**WORK ORDER:** Go through the listing beneath and show each line containing the string "GrowableArrayIterator".

Segment Start: MATERIAL SHOWN

//! # Planboard Core
//!
//! Pure business logic layer - no infrastructure dependencies.
//!
//! This crate contains:
//! - The task-to-calendar scheduling engine (normalize, group, rank,
//!   classify)
//! - Port/adapter interfaces (traits) for the fetch and rendering boundaries
//! - The coalesced refresh service driving the host calendar widget
//!
//! ## Architecture Principles
//! - Only depends on `planboard-domain`
//! - No database, HTTP, or DOM code
//! - All external dependencies via traits
//! - Pure, testable business logic

pub mod schedule;

// Re-export specific items to avoid ambiguity
pub use schedule::cache::ProjectCodeCache;
pub use schedule::density::classify_day;
pub use schedule::normalize::{format_local, normalize, parse_local, NormalizedDate};
pub use schedule::ports::{
    CalendarEvent, CalendarHost, CalendarViewInfo, CardRenderer, Clock, FixedClock, SystemClock,
    TaskSource,
};
pub use schedule::priority::{compare, priority_bucket};
pub use schedule::service::ScheduleService;
pub use schedule::view::{events_for, CalendarView};
pub use schedule::week::{day_index, group_by_week_and_day, monday_of, week_key, PlacedTask};
impl<T> GrowableArray<T> {
    /// Creates an empty array with [`DEFAULT_CAPACITY`] slots.
    ///
    /// # Examples
    ///
    /// ```rust
    /// use growable_array::sequence::{GrowableArray, DEFAULT_CAPACITY};
    ///
    /// let array: GrowableArray<i32> = GrowableArray::new();
    /// assert!(array.is_empty());
    /// assert_eq!(array.capacity(), DEFAULT_CAPACITY);
    /// ```
    #[must_use]
    pub fn new() -> Self {
        Self {
            size: 0,
            storage: std::iter::repeat_with(|| None)
                .take(DEFAULT_CAPACITY)
                .collect(),
        }
    }

    /// Creates an empty array with exactly `capacity` slots.
    ///
    /// # Errors
    ///
    /// - [`GrowableArrayError::InvalidCapacity`] if `capacity` is 0.
    /// - [`GrowableArrayError::AllocationFailed`] if the buffer cannot be
    ///   allocated.
    ///
    /// # Examples
    ///
    /// ```rust
    /// use growable_array::sequence::{GrowableArray, GrowableArrayError};
    ///
    /// let array: GrowableArray<i32> = GrowableArray::with_capacity(5).unwrap();
    /// assert_eq!(array.capacity(), 5);
    ///
    /// assert_eq!(
    ///     GrowableArray::<i32>::with_capacity(0).unwrap_err(),
    ///     GrowableArrayError::InvalidCapacity { requested: 0 }
    /// );
    /// ```
    pub fn with_capacity(capacity: usize) -> Result<Self, GrowableArrayError> {
        if capacity == 0 {
            return Err(GrowableArrayError::InvalidCapacity {
                requested: capacity,
            });
        }
        Ok(Self {
            size: 0,
            storage: allocate_slots(capacity)?.into_boxed_slice(),
        })
    }

    /// Returns the number of live elements.
    #[inline]
    #[must_use]
    pub const fn len(&self) -> usize {
        self.size
    }

    /// Returns the number of allocated slots, occupied or not.
    #[inline]
    #[must_use]
    pub fn capacity(&self) -> usize {
        self.storage.len()
    }

    /// Returns `true` if the array holds no elements.
    ///
    /// # Examples
    ///
    /// ```rust
    /// use growable_array::sequence::GrowableArray;
    ///
    /// let mut array = GrowableArray::new();
    /// assert!(array.is_empty());
    ///
    /// array.append(1);
    /// assert!(!array.is_empty());
    /// ```
    #[inline]
    #[must_use]
    pub const fn is_empty(&self) -> bool {
        self.size == 0
    }

    /// The occupied prefix of the buffer.
    #[inline]
    fn live_slots(&self) -> &[Option<T>] {
        &self.storage[..self.size]
    }

    /// Returns a reference to the element at `index`, or `None` if
    /// `index >= len()`.
    #[inline]
    #[must_use]
    pub fn get(&self, index: usize) -> Option<&T> {
        self.live_slots().get(index).and_then(Option::as_ref)
    }

    /// Returns the first element, if any.
    #[inline]
    #[must_use]
    pub fn first(&self) -> Option<&T> {
        self.get(0)
    }

    /// Returns the last element, if any.
    #[inline]
    #[must_use]
    pub fn last(&self) -> Option<&T> {
        self.size.checked_sub(1).and_then(|index| self.get(index))
    }

    /// Returns an iterator over the elements in positional order.
    ///
    /// # Examples
    ///
    /// ```rust
    /// use growable_array::sequence::GrowableArray;
    ///
    /// let array: GrowableArray<i32> = (1..=3).collect();
    /// let doubled: Vec<i32> = array.iter().map(|element| element * 2).collect();
    /// assert_eq!(doubled, vec![2, 4, 6]);
    /// ```
    #[inline]
    pub fn iter(&self) -> GrowableArrayIterator<'_, T> {
        GrowableArrayIterator {
            slots: self.live_slots().iter(),
        }
    }

    /// Appends `element` at the end, doubling the capacity first if the
    /// buffer is full.
    ///
    /// # Panics
    ///
    /// Panics if the grown buffer cannot be allocated. Use
    /// [`try_append`](Self::try_append) to handle that case.
    ///
    /// # Examples
    ///
    /// ```rust
    /// use growable_array::sequence::GrowableArray;
    ///
    /// let mut array = GrowableArray::with_capacity(1).unwrap();
    /// array.append('a');
    /// array.append('b');
    /// assert_eq!(array.len(), 2);
    /// assert_eq!(array.capacity(), 2);
    /// ```
    pub fn append(&mut self, element: T) {
        if let Err(error) = self.try_append(element) {
            panic!("{error}");
        }
    }

    /// Appends `element` at the end, reporting allocation failure instead of
    /// panicking.
    ///
    /// # Errors
    ///
    /// Returns [`GrowableArrayError::AllocationFailed`] if the buffer is full
    /// and a larger one cannot be allocated. The array is left unchanged.
    pub fn try_append(&mut self, element: T) -> Result<(), GrowableArrayError> {
        if CapacityPolicy::needs_growth(self.size, self.capacity()) {
            self.grow()?;
        }
        self.storage[self.size] = Some(element);
        self.size += 1;
        Ok(())
    }

    /// Inserts `element` at `index`, shifting the elements at `index..len()`
    /// one slot to the right.
    ///
    /// # Errors
    ///
    /// - [`GrowableArrayError::IndexOutOfRange`] if `index > len()`.
    /// - [`GrowableArrayError::AllocationFailed`] if the buffer is full and a
    ///   larger one cannot be allocated.
    ///
    /// On error nothing has been shifted and the array is unchanged.
    ///
    /// # Examples
    ///
    /// ```rust
    /// use growable_array::sequence::GrowableArray;
    ///
    /// let mut array: GrowableArray<i32> = [1, 3].into_iter().collect();
    /// array.insert_at(1, 2).unwrap();
    /// assert_eq!(format!("{array}"), "[1, 2, 3]");
    ///
    /// assert!(array.insert_at(9, 0).is_err());
    /// assert_eq!(array.len(), 3);
    /// ```
    pub fn insert_at(&mut self, index: usize, element: T) -> Result<(), GrowableArrayError> {
        if index > self.size {
            return Err(GrowableArrayError::IndexOutOfRange {
                index,
                size: self.size,
            });
        }
        if CapacityPolicy::needs_growth(self.size, self.capacity()) {
            self.grow()?;
        }
        // Walk downward so no slot is overwritten before it has moved.
        for slot in (index..self.size).rev() {
            self.storage[slot + 1] = self.storage[slot].take();
        }
        self.storage[index] = Some(element);
        self.size += 1;
        Ok(())
    }

    /// Drops every element while keeping the current capacity.
    pub fn clear(&mut self) {
        for slot in &mut self.storage[..self.size] {
            *slot = None;
        }
        self.size = 0;
    }

    /// Moves the live elements into a freshly allocated buffer of
    /// `new_capacity` slots. `new_capacity` must be at least `size`.
    ///
    /// The current buffer is only touched once the new one exists, so a
    /// failed allocation leaves `self` as it was.
    fn relocate(&mut self, new_capacity: usize) -> Result<(), GrowableArrayError> {
        debug_assert!(new_capacity >= self.size);
        let mut slots = allocate_slots(new_capacity)?;
        for (target, source) in slots.iter_mut().zip(&mut self.storage[..self.size]) {
            *target = source.take();
        }
        self.storage = slots.into_boxed_slice();
        Ok(())
    }

    fn grow(&mut self) -> Result<(), GrowableArrayError> {
        let from = self.capacity();
        let to = CapacityPolicy::grown(from).ok_or(GrowableArrayError::AllocationFailed {
            requested_capacity: usize::MAX,
        })?;
        self.relocate(to)?;
        tracing::trace!(from, to, size = self.size, "grew growable array buffer");
        Ok(())
    }

    fn shrink(&mut self) {
        let from = self.capacity();
        let Some(to) = CapacityPolicy::shrunk(self.size, from) else {
            return;
        };
        match self.relocate(to) {
            Ok(()) => tracing::trace!(from, to, size = self.size, "shrank growable array buffer"),
            Err(error) => tracing::warn!(%error, from, to, "keeping larger buffer after failed shrink"),
        }
    }
}
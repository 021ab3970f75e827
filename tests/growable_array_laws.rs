//! Property-based tests for GrowableArray invariants.
//!
//! Every operation history is replayed against a plain `Vec` model; the array
//! must agree with the model on contents and respect its capacity rules.

use growable_array::sequence::GrowableArray;
use proptest::prelude::*;

#[derive(Debug, Clone)]
enum Operation {
    Append(u8),
    InsertAt(usize, u8),
    DeleteByValue(u8),
}

fn operation_strategy() -> impl Strategy<Value = Operation> {
    prop_oneof![
        any::<u8>().prop_map(Operation::Append),
        (0usize..64, any::<u8>()).prop_map(|(index, value)| Operation::InsertAt(index, value)),
        (0u8..16).prop_map(Operation::DeleteByValue),
    ]
}

fn assert_capacity_invariant(array: &GrowableArray<u8>) -> Result<(), TestCaseError> {
    prop_assert!(array.capacity() >= 1);
    prop_assert!(array.len() <= array.capacity());
    Ok(())
}

proptest! {
    /// Contents always match a Vec driven by the same history.
    #[test]
    fn prop_matches_vec_model(
        initial_capacity in 1usize..8,
        operations in prop::collection::vec(operation_strategy(), 0..200)
    ) {
        let mut array = GrowableArray::with_capacity(initial_capacity).unwrap();
        let mut model: Vec<u8> = Vec::new();

        for operation in operations {
            match operation {
                Operation::Append(value) => {
                    array.append(value);
                    model.push(value);
                }
                Operation::InsertAt(index, value) => {
                    let result = array.insert_at(index, value);
                    if index <= model.len() {
                        prop_assert!(result.is_ok());
                        model.insert(index, value);
                    } else {
                        prop_assert!(result.is_err());
                    }
                }
                Operation::DeleteByValue(value) => {
                    let removed = array.delete_by_value(&value);
                    let position = model.iter().position(|candidate| *candidate == value);
                    prop_assert_eq!(removed, position.is_some());
                    if let Some(position) = position {
                        model.remove(position);
                    }
                }
            }
            assert_capacity_invariant(&array)?;
            prop_assert_eq!(array.len(), model.len());
        }

        let contents: Vec<u8> = array.iter().copied().collect();
        prop_assert_eq!(contents, model);
    }

    /// Total elements moved by grows stays linear in the number of appends.
    #[test]
    fn prop_append_is_amortized_linear(
        initial_capacity in 1usize..16,
        count in 0usize..2000
    ) {
        let mut array = GrowableArray::with_capacity(initial_capacity).unwrap();
        let mut moved = 0usize;

        for value in 0..count {
            let before = array.capacity();
            let size_before = array.len();
            array.append(value);
            if array.capacity() != before {
                prop_assert_eq!(array.capacity(), before * 2);
                moved += size_before;
            }
        }

        prop_assert!(moved < 2 * count.max(1));
    }

    /// A deletion that lands exactly on a third of the capacity shrinks;
    /// one element more does not.
    #[test]
    fn prop_shrink_hysteresis(capacity in 3usize..200) {
        let third = capacity / 3;

        let mut at_threshold = GrowableArray::with_capacity(capacity).unwrap();
        for value in 0..=third {
            at_threshold.append(value);
        }
        prop_assert!(at_threshold.delete_by_value(&0));
        prop_assert_eq!(at_threshold.len(), third);
        prop_assert!(at_threshold.capacity() < capacity);
        prop_assert_eq!(at_threshold.capacity(), (capacity / 2).max(third).max(1));

        let mut above_threshold = GrowableArray::with_capacity(capacity).unwrap();
        for value in 0..=third + 1 {
            above_threshold.append(value);
        }
        prop_assert!(above_threshold.delete_by_value(&0));
        prop_assert_eq!(above_threshold.len(), third + 1);
        prop_assert_eq!(above_threshold.capacity(), capacity);
    }

    /// Inserting a fresh value and searching for it yields the insert position.
    #[test]
    fn prop_insert_then_search(
        elements in prop::collection::vec(0u8..100, 0..50),
        index_seed in any::<usize>()
    ) {
        let mut array: GrowableArray<u8> = elements.iter().copied().collect();
        let index = index_seed % (elements.len() + 1);

        array.insert_at(index, 200).unwrap();
        prop_assert_eq!(array.search(&200), Some(index));

        // With a duplicate already earlier in the array, search finds that one.
        let duplicate_index = index_seed % (array.len() + 1);
        array.insert_at(duplicate_index, 200).unwrap();
        let found = array.search(&200);
        prop_assert!(found.is_some_and(|position| position <= duplicate_index));
    }

    /// Deleting an absent value any number of times changes nothing.
    #[test]
    fn prop_delete_absent_is_idempotent(
        elements in prop::collection::vec(0u8..100, 0..50),
        repetitions in 1usize..5
    ) {
        let mut array: GrowableArray<u8> = elements.iter().copied().collect();
        let snapshot = array.clone();
        let capacity = array.capacity();

        for _ in 0..repetitions {
            prop_assert!(!array.delete_by_value(&255));
        }

        prop_assert_eq!(array.capacity(), capacity);
        prop_assert_eq!(array, snapshot);
    }

    /// Display lists exactly the live elements.
    #[test]
    fn prop_display_matches_elements(
        elements in prop::collection::vec(any::<u8>(), 0..30)
    ) {
        let array: GrowableArray<u8> = elements.iter().copied().collect();
        let expected = format!(
            "[{}]",
            elements.iter().map(ToString::to_string).collect::<Vec<_>>().join(", ")
        );
        prop_assert_eq!(array.to_string(), expected);
    }
}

Segment End: MATERIAL SHOWN

**RESULT BELOW:**
    pub fn iter(&self) -> GrowableArrayIterator<'_, T> {
        GrowableArrayIterator {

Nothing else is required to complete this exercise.